LESERBRIEF SZ, 25.09.2000
Arbeitskräfte - Abwanderung ist keine Lösung für den Osten
Leserbrief zum 08.09., S.31, J. Gildemeister aus 01109 Dresden:
(In mehren Artikeln und Zuschriften, Provoziert durch die Presseerklärung von Karl Nolle zum Thema "5000 DM Wegzugsprämie für Arbeitslose" wurde das Thema, hier eine weitere zustimmende Reaktion)

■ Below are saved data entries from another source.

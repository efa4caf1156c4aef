// src/line/core.rs

//! Pure bookkeeping core of a production line.
//!
//! `LineCore` owns the `pending` / `active` / `completed` collections and
//! nothing else: no services, no locks, no continuations. Every mutating
//! call that can free capacity returns the items that must be launched now,
//! so "record completion, compute capacity, dequeue" is a single call.
//!
//! The async shell (`line::production_line::ProductionLine`) only ever calls
//! into the core from its serialized context.

use std::collections::{BTreeSet, VecDeque};

use tracing::{debug, warn};

use crate::errors::{FlowError, Result};

/// Identifier assigned to every item a line accepts.
pub type ItemId = u64;

/// A finished item's result.
#[derive(Debug)]
pub struct Completed<O> {
    pub id: ItemId,
    pub result: Result<O>,
}

/// An item the core refused, returned so the caller decides where it drops.
#[derive(Debug)]
pub struct Rejected<P> {
    pub error: FlowError,
    pub item: P,
}

/// Where an item currently sits.
#[derive(Debug, Clone, Copy, PartialEq, Eq)]
pub enum ItemLocation {
    Pending,
    Active,
    /// Finished, with the result still waiting in `completed`.
    Completed,
}

/// Point-in-time sizes of the line's collections.
#[derive(Debug, Clone, Copy, Default, PartialEq, Eq)]
pub struct LineSnapshot {
    pub pending: usize,
    pub active: usize,
    /// Completed results not yet taken.
    pub completed: usize,
    /// Every item ever finished (including delivered and taken ones).
    pub finished_total: u64,
    pub closed: bool,
}

#[derive(Debug)]
pub struct LineCore<P, O> {
    max_count: usize,
    pending: VecDeque<(ItemId, P)>,
    active: BTreeSet<ItemId>,
    completed: Vec<Completed<O>>,
    finished_total: u64,
    next_id: ItemId,
    closed: bool,
}

impl<P, O> LineCore<P, O> {
    pub fn new(max_count: usize) -> Result<Self> {
        if max_count == 0 {
            return Err(FlowError::InvalidCapacity(max_count));
        }
        Ok(Self {
            max_count,
            pending: VecDeque::new(),
            active: BTreeSet::new(),
            completed: Vec::new(),
            finished_total: 0,
            next_id: 0,
            closed: false,
        })
    }

    pub fn max_count(&self) -> usize {
        self.max_count
    }

    /// Accept an item at the back of the pending queue.
    ///
    /// Callers follow up with [`activate_next`](Self::activate_next). A
    /// closed core hands the item back inside [`Rejected`].
    pub fn enqueue(&mut self, item: P) -> std::result::Result<ItemId, Rejected<P>> {
        if self.closed {
            return Err(Rejected {
                error: FlowError::Closed,
                item,
            });
        }
        self.next_id += 1;
        let id = self.next_id;
        self.pending.push_back((id, item));
        Ok(id)
    }

    /// Move as many pending items to `active` as capacity allows, in FIFO
    /// order, and return them for launching.
    pub fn activate_next(&mut self) -> Vec<(ItemId, P)> {
        let room = self.max_count.saturating_sub(self.active.len());
        let take = room.min(self.pending.len());
        let started: Vec<(ItemId, P)> = self.pending.drain(..take).collect();
        for (id, _) in &started {
            self.active.insert(*id);
        }
        if !started.is_empty() {
            debug!(
                started = started.len(),
                active = self.active.len(),
                pending = self.pending.len(),
                "activated pending items"
            );
        }
        started
    }

    /// Record a finished item's result and refill capacity.
    pub fn complete(&mut self, id: ItemId, result: Result<O>) -> Vec<(ItemId, P)> {
        if self.retire(id) {
            self.completed.push(Completed { id, result });
        }
        self.activate_next()
    }

    /// Like [`complete`](Self::complete), for an item whose result went
    /// directly to its submitter.
    pub fn complete_delivered(&mut self, id: ItemId) -> Vec<(ItemId, P)> {
        self.retire(id);
        self.activate_next()
    }

    fn retire(&mut self, id: ItemId) -> bool {
        if self.active.remove(&id) {
            self.finished_total += 1;
            true
        } else {
            warn!(id, "completion for an item that is not active; ignoring");
            false
        }
    }

    /// Drop every not-yet-started item, returning them.
    pub fn clear_pending(&mut self) -> Vec<(ItemId, P)> {
        let dropped: Vec<_> = self.pending.drain(..).collect();
        if !dropped.is_empty() {
            debug!(dropped = dropped.len(), "cleared pending items");
        }
        dropped
    }

    pub fn take_completed(&mut self) -> Vec<Completed<O>> {
        std::mem::take(&mut self.completed)
    }

    /// Refuse further items. Pending and active items still run.
    pub fn close(&mut self) {
        self.closed = true;
    }

    pub fn is_closed(&self) -> bool {
        self.closed
    }

    /// No active and no pending work.
    pub fn is_idle(&self) -> bool {
        self.active.is_empty() && self.pending.is_empty()
    }

    /// `None` once an item's result has been delivered or taken, or the item
    /// was cleared before it started.
    pub fn location(&self, id: ItemId) -> Option<ItemLocation> {
        if self.active.contains(&id) {
            Some(ItemLocation::Active)
        } else if self.pending.iter().any(|(pid, _)| *pid == id) {
            Some(ItemLocation::Pending)
        } else if self.completed.iter().any(|c| c.id == id) {
            Some(ItemLocation::Completed)
        } else {
            None
        }
    }

    /// Entries the core still holds: pending items, active ids and untaken
    /// results. Retired items leave nothing behind.
    pub fn retained(&self) -> usize {
        self.pending.len() + self.active.len() + self.completed.len()
    }

    pub fn active_ids(&self) -> impl Iterator<Item = ItemId> + '_ {
        self.active.iter().copied()
    }

    pub fn pending_ids(&self) -> impl Iterator<Item = ItemId> + '_ {
        self.pending.iter().map(|(id, _)| *id)
    }

    pub fn snapshot(&self) -> LineSnapshot {
        LineSnapshot {
            pending: self.pending.len(),
            active: self.active.len(),
            completed: self.completed.len(),
            finished_total: self.finished_total,
            closed: self.closed,
        }
    }
}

Zum Thema Arbeitskraftmobilität: Die Frage einer belohnten Arbeitskraft-Mobilität fordert zur Diskussion heraus. Bei dem Problem, die Entvölkerung Ostdeutschlands über eine Re-Industrialisierung zu stoppen und die Arbeitsplätze zu schaffen, müsste die Bundesregierung erkennen: Die Mobilitätshilfe nutzt einerseits den jungen Menschen, die sie in Anspruch nehmen, andererseits aber den sie aufnehmenden Wirtschaftsgebieten und schädigt zugleich unsere Regionen, weil Versuch zur Bildung eigener neuer Industrie-Kerne infolge abgewanderter Fachkräfte erschwert werden. So nehmen gegenwärtig 80 % der ostdeutschen Hochschulabsolventen eine Tätigkeit in den alten Bundesländern auf. Dadurch wird zum Erhalt der extrem niedrigen Geburtenrat und zur zunehmenden Vergreisung bei uns beigesteuert. Die Bewegung der Arbeitsplätze muss in Richtung der bei uns vorhandenen Arbeitskräfte führen. Die Frage, ob es günstiger oder überhaupt realisierbar ist, ob die Arbeitskräfte dorthin wandern, wo es die Arbeitsplätze gibt, erübrigt sich, wenn es bei uns keine Arbeitskräfte mehr gibt, die abwandern können. Denn das im Westen boomende Großkapital richtet bei uns Produktionsanlagen nur ein, wenn es die notwendigen Arbeitskräfte dafür noch gibt. In eine brachliegende Region kann man nicht wandern. Die gegenwärtige Bundesregierung müsste die Gefahr der Unumkehrbarkeit des negativ verlaufenden Prozesses im Beschäftigungsverhältnis zwischen alten und neuen Ländern nicht nur erkennen, sondern auch gegen die kurzsichtigen Maximalprofitinteresse des Großkapitals eingreifen.